Слезы все-таки брызнули у нее; она закрыла ладонью рот Томаша.

— Не говори так!

Менкина отвел ее руку.

— Но сплю я с другой. И не раскаиваюсь, не думай.

Дарина согнулась, будто ее ударили в живот. Повернулась и пошла обратно.

А Томаш Менкина зашагал дальше по Кладбищенской улице. Однако в столовую Ахинки не заглянул — все шел и шел, шел уже по Раецкому шоссе, безучастный ко всему, глухой к самому себе. Так дошел он до артиллерийских казарм за городской чертой. Бесконечной казалась ему эта дорога, и приятно было шагать по ней. Какой-то бедняк вывозил на телеге помои со двора казарм, настегивая кнутом жалкого конягу. Томаш пошел назад, сообразив, что оставаться без обеда неумно. В столовой его ждал Лашут. По виду Томаша он понял, что Дарина не придет. Лашут до последней строчки вычитывал «Словака» и теперь подсунул Томашу газету, показывая пластмассовым карандашиком на стихи «режимного» поэта, набранные курсивом; со вздохом произнес заглавие:

— «Гнездо мира…»

По уверениям поэта, их маленький, в конечном счете незначительный народец, никогда не имевший веса у сильных мира сего, претендовал сохранить исконную свою невинность.

Лашут и Томаш одни остались в столовой. Их обслуживала сама пани Ахинка. То прибор принесет, то разгладит скатерть на углу стола… Движением своим она заполняла комнату. Тело у нее так крепко сбито, что чуть не скрипит, как новые сапоги. Лашут следовал за ней взглядом. Женщина подсела к Менкине — воспользовалась тем, что не было с ними Дарины. Или по-матерински пожалела его. А в Томаше не было ни капли радости или желания. Он машинально обнял то, что ему подставили. Лашут смотрел глазами круглыми, как у маленького незрячего зверька. У Ахинки занемела талия под рукой Томаша.

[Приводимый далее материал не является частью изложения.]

//! Pure timing state machine. Time is always passed in, never read here.

use std::time::Duration;
use tracing::debug;

/// Display refresh period while running
pub const TICK_INTERVAL_MS: u64 = 10;

#[derive(Clone, Copy, Debug, PartialEq, Eq)]
pub enum TimerStatus {
    Idle,
    Running,
    Stopped,
}

/// Identifies one armed run of the periodic tick
#[derive(Clone, Copy, Debug, PartialEq, Eq)]
pub struct TickHandle(u64);

/// Cancellable periodic tick owned by the timer
#[derive(Debug)]
pub struct TickSchedule {
    interval: Duration,
    armed: Option<TickHandle>,
    next_generation: u64,
}

impl TickSchedule {
    pub fn new(interval: Duration) -> Self {
        Self {
            interval,
            armed: None,
            next_generation: 0,
        }
    }

    fn arm(&mut self) -> TickHandle {
        let handle = TickHandle(self.next_generation);
        self.next_generation += 1;
        self.armed = Some(handle);
        handle
    }

    fn cancel(&mut self) {
        self.armed = None;
    }

    pub fn is_live(&self, handle: TickHandle) -> bool {
        self.armed == Some(handle)
    }

    pub fn current(&self) -> Option<TickHandle> {
        self.armed
    }

    pub fn interval(&self) -> Duration {
        self.interval
    }
}

#[derive(Debug)]
pub struct Timer {
    status: TimerStatus,
    origin_ms: Option<u64>,
    accumulated_ms: u64,
    schedule: TickSchedule,
}

impl Timer {
    pub fn new(tick_interval: Duration) -> Self {
        Self {
            status: TimerStatus::Idle,
            origin_ms: None,
            accumulated_ms: 0,
            schedule: TickSchedule::new(tick_interval),
        }
    }

    pub fn status(&self) -> TimerStatus {
        self.status
    }

    pub fn is_running(&self) -> bool {
        self.status == TimerStatus::Running
    }

    pub fn accumulated_ms(&self) -> u64 {
        self.accumulated_ms
    }

    pub fn origin_ms(&self) -> Option<u64> {
        self.origin_ms
    }

    pub fn schedule(&self) -> &TickSchedule {
        &self.schedule
    }

    /// Begin ticking. Resumes from any accumulated value not yet reset.
    /// Returns false when already running.
    pub fn start(&mut self, now_ms: u64) -> bool {
        if self.is_running() {
            return false;
        }
        self.origin_ms = Some(now_ms.saturating_sub(self.accumulated_ms));
        self.status = TimerStatus::Running;
        let handle = self.schedule.arm();
        debug!(?handle, origin_ms = ?self.origin_ms, "timer started");
        true
    }

    /// Freeze the elapsed time. Returns the frozen value, or None when not running.
    pub fn stop(&mut self, now_ms: u64) -> Option<u64> {
        if !self.is_running() {
            return None;
        }
        self.schedule.cancel();
        self.accumulated_ms = self.elapsed_ms(now_ms);
        self.status = TimerStatus::Stopped;
        debug!(accumulated_ms = self.accumulated_ms, "timer stopped");
        Some(self.accumulated_ms)
    }

    pub fn reset(&mut self) {
        self.schedule.cancel();
        self.accumulated_ms = 0;
        self.origin_ms = None;
        self.status = TimerStatus::Idle;
        debug!("timer reset");
    }

    pub fn elapsed_ms(&self, now_ms: u64) -> u64 {
        match (self.status, self.origin_ms) {
            (TimerStatus::Running, Some(origin)) => now_ms.saturating_sub(origin),
            _ => self.accumulated_ms,
        }
    }
}

impl Default for Timer {
    fn default() -> Self {
        Self::new(Duration::from_millis(TICK_INTERVAL_MS))
    }
}

#[cfg(test)]
mod tests {
    use super::*;

    #[test]
    fn test_new_timer_is_idle() {
        let timer = Timer::default();
        assert_eq!(timer.status(), TimerStatus::Idle);
        assert_eq!(timer.accumulated_ms(), 0);
        assert_eq!(timer.origin_ms(), None);
        assert_eq!(timer.schedule().current(), None);
        assert_eq!(timer.schedule().interval(), Duration::from_millis(10));
    }

    #[test]
    fn test_start_stop_elapsed() {
        let mut timer = Timer::default();
        assert!(timer.start(1_000));
        assert_eq!(timer.elapsed_ms(1_500), 500);

        assert_eq!(timer.stop(2_050), Some(1_050));
        assert_eq!(timer.status(), TimerStatus::Stopped);
        assert_eq!(timer.elapsed_ms(9_000), 1_050);
    }

    #[test]
    fn test_start_while_running_is_noop() {
        let mut timer = Timer::default();
        timer.start(100);
        let handle = timer.schedule().current();

        assert!(!timer.start(500));
        assert_eq!(timer.origin_ms(), Some(100));
        assert_eq!(timer.schedule().current(), handle);
    }

    #[test]
    fn test_stop_twice_is_idempotent() {
        let mut timer = Timer::default();
        timer.start(0);
        assert_eq!(timer.stop(700), Some(700));
        assert_eq!(timer.stop(900), None);
        assert_eq!(timer.accumulated_ms(), 700);
    }

    #[test]
    fn test_stop_when_idle_is_noop() {
        let mut timer = Timer::default();
        assert_eq!(timer.stop(100), None);
        assert_eq!(timer.status(), TimerStatus::Idle);
    }

    #[test]
    fn test_restart_without_reset_resumes() {
        let mut timer = Timer::default();
        timer.start(0);
        timer.stop(400);
        timer.start(1_000);
        assert_eq!(timer.origin_ms(), Some(600));
        assert_eq!(timer.elapsed_ms(1_100), 500);
    }

    #[test]
    fn test_reset_clears_and_cancels() {
        let mut timer = Timer::default();
        timer.start(0);
        let handle = timer.schedule().current().unwrap();

        timer.reset();
        assert_eq!(timer.status(), TimerStatus::Idle);
        assert_eq!(timer.accumulated_ms(), 0);
        assert!(!timer.schedule().is_live(handle));
    }

    #[test]
    fn test_each_start_arms_a_fresh_handle() {
        let mut timer = Timer::default();
        timer.start(0);
        let first = timer.schedule().current().unwrap();
        timer.stop(10);
        assert!(!timer.schedule().is_live(first));

        timer.reset();
        timer.start(20);
        let second = timer.schedule().current().unwrap();
        assert_ne!(first, second);
        assert!(timer.schedule().is_live(second));
        assert!(!timer.schedule().is_live(first));
    }

    #[test]
    fn test_clock_going_backwards_saturates() {
        let mut timer = Timer::default();
        timer.start(1_000);
        assert_eq!(timer.elapsed_ms(500), 0);
        assert_eq!(timer.stop(500), Some(0));
    }
}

Но в этом прикосновении ничего не чувствовалось. Томаш больно ущипнул ее.

— Что случилось? — озабоченно спросила его Ахинка. — Может, пан учитель, вы несчастны?

Но Томаш не пожелал разговаривать. Ахинка ушла на кухню.

— Что случилось, Томаш? — удивленно повторил Лашут ее вопрос.

3

Паулинка Гусаричка была ровесницей Томашу, вместе ходила с ним в школу и была его первой любовью. Родителей ее скосила после войны испанка, свирепствовавшая в Кисуцком крае. Птичка-сиротинка не сеет, не жнет — Паулинка зимой кормилась по дворам добрых людей, летом собирала лесные плоды. Когда вошла в разум, стала носить их на продажу во Фридек, в Тешин. Рано пустилась в люди, как и большинство кисуцких горцев. Девушка, наряженная, как кукла, в кисуцкий народный костюм, нашла себе службу в семейном доме и поселилась в чужом краю. Встретила парня среди остравских шахтеров. Стала с ним жить «на веру» или «сожительствовать», как сказано в полицейских бумагах, при которых ее по этапу отправили восвояси. Тогда из Словакии выпроваживали чехов в Чехию, а из Чехии изгоняли всех «дротарей» и разносчиков галантерейных товаров. Изгнали среди них и Паулинку Гусаричку — как бы не стала обузой там, где жила. Мужа ее арестовали и расстреляли как коммуниста. Сыночка, взращенного ею, не отдали — он считался уже подданным рейха. Только то дитя, что носила она во чреве, еще не принадлежало рейху; его да узел с пожитками и разрешили ей пронести через границу. Вернулась Паулинка в родную деревню. И как стала ходить по добрым людям, завернула по знакомству к Маргите Менкиновой — да и расплакалась горько.

— И что же я буду делать, грешная? Тетка, а не приютите ли меня? Буду вам верно служить. Одна вы, места хватит… Будем жить вместе, а я до смерти за вами ухаживать буду. Доброе дело сделаете.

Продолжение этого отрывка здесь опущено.